Prompt
Look over the lines below. Report each one that includes the string "format".

☆ ☆ ☆

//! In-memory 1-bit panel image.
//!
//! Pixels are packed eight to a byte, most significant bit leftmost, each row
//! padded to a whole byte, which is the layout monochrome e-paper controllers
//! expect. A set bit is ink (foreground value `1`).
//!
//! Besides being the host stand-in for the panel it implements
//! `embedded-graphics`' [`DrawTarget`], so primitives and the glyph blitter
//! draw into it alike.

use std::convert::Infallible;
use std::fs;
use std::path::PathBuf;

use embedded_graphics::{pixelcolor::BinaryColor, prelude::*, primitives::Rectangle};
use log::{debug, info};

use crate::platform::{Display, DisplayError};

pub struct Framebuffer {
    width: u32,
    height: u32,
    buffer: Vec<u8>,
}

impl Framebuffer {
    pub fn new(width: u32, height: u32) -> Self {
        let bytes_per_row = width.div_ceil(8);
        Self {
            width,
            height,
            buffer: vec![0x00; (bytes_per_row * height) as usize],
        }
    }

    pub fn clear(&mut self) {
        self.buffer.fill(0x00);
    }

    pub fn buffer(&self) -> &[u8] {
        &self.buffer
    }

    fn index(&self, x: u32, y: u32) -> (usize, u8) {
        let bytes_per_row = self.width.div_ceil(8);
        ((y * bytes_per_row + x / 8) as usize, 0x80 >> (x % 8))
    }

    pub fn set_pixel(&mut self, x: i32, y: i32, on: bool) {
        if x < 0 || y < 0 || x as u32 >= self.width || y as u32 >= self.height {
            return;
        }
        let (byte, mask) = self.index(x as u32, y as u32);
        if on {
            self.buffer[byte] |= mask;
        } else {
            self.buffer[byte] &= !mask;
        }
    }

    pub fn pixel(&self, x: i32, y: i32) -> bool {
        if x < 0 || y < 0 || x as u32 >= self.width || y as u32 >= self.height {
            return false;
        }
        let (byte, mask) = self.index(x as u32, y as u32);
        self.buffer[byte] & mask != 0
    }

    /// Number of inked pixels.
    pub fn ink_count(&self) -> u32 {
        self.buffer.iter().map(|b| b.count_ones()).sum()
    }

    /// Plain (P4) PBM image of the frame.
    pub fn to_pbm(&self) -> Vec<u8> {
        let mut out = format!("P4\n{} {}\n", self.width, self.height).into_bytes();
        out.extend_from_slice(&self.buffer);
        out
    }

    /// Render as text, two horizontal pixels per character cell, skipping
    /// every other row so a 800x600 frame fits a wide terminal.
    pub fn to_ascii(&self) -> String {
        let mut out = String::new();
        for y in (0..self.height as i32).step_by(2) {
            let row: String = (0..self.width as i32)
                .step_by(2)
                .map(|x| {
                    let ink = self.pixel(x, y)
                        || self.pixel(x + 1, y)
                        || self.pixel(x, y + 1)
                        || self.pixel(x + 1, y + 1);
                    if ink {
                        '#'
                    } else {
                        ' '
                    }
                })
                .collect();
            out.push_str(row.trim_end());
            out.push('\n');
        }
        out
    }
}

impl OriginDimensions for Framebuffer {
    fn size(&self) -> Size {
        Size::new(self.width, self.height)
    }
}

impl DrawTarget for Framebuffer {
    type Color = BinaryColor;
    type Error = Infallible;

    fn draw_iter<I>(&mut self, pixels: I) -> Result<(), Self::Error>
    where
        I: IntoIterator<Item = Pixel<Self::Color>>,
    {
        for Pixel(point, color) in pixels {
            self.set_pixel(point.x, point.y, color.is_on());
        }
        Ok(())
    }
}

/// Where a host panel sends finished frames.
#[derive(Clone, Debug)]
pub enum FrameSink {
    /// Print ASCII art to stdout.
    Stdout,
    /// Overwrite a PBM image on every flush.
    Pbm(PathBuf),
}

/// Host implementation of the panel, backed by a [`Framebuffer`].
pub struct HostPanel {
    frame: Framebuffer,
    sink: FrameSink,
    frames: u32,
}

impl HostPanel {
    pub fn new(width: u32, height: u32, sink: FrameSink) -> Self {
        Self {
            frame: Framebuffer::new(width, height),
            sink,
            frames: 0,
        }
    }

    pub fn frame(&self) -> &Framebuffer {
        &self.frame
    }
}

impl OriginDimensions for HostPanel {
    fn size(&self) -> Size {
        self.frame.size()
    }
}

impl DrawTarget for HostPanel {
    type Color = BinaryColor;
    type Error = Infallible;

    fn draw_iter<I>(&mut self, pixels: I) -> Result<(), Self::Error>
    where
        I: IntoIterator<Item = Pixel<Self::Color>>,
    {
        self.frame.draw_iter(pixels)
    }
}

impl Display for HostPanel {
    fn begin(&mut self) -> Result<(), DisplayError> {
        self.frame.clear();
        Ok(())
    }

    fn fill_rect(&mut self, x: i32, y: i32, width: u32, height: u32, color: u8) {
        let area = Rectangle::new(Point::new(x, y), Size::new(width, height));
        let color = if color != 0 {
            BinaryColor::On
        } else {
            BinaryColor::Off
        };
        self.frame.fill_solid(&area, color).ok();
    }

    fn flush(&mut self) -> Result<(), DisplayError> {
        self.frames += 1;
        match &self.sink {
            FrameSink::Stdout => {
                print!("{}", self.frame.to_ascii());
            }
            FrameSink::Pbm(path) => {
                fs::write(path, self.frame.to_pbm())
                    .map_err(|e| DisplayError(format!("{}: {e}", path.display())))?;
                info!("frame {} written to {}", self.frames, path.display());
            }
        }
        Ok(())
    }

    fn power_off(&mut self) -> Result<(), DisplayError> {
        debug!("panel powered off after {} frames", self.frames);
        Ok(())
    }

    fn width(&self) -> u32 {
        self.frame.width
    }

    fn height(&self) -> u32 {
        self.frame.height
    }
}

☆ ☆ ☆

Output below
        let mut out = format!("P4\n{} {}\n", self.width, self.height).into_bytes();
                    .map_err(|e| DisplayError(format!("{}: {e}", path.display())))?;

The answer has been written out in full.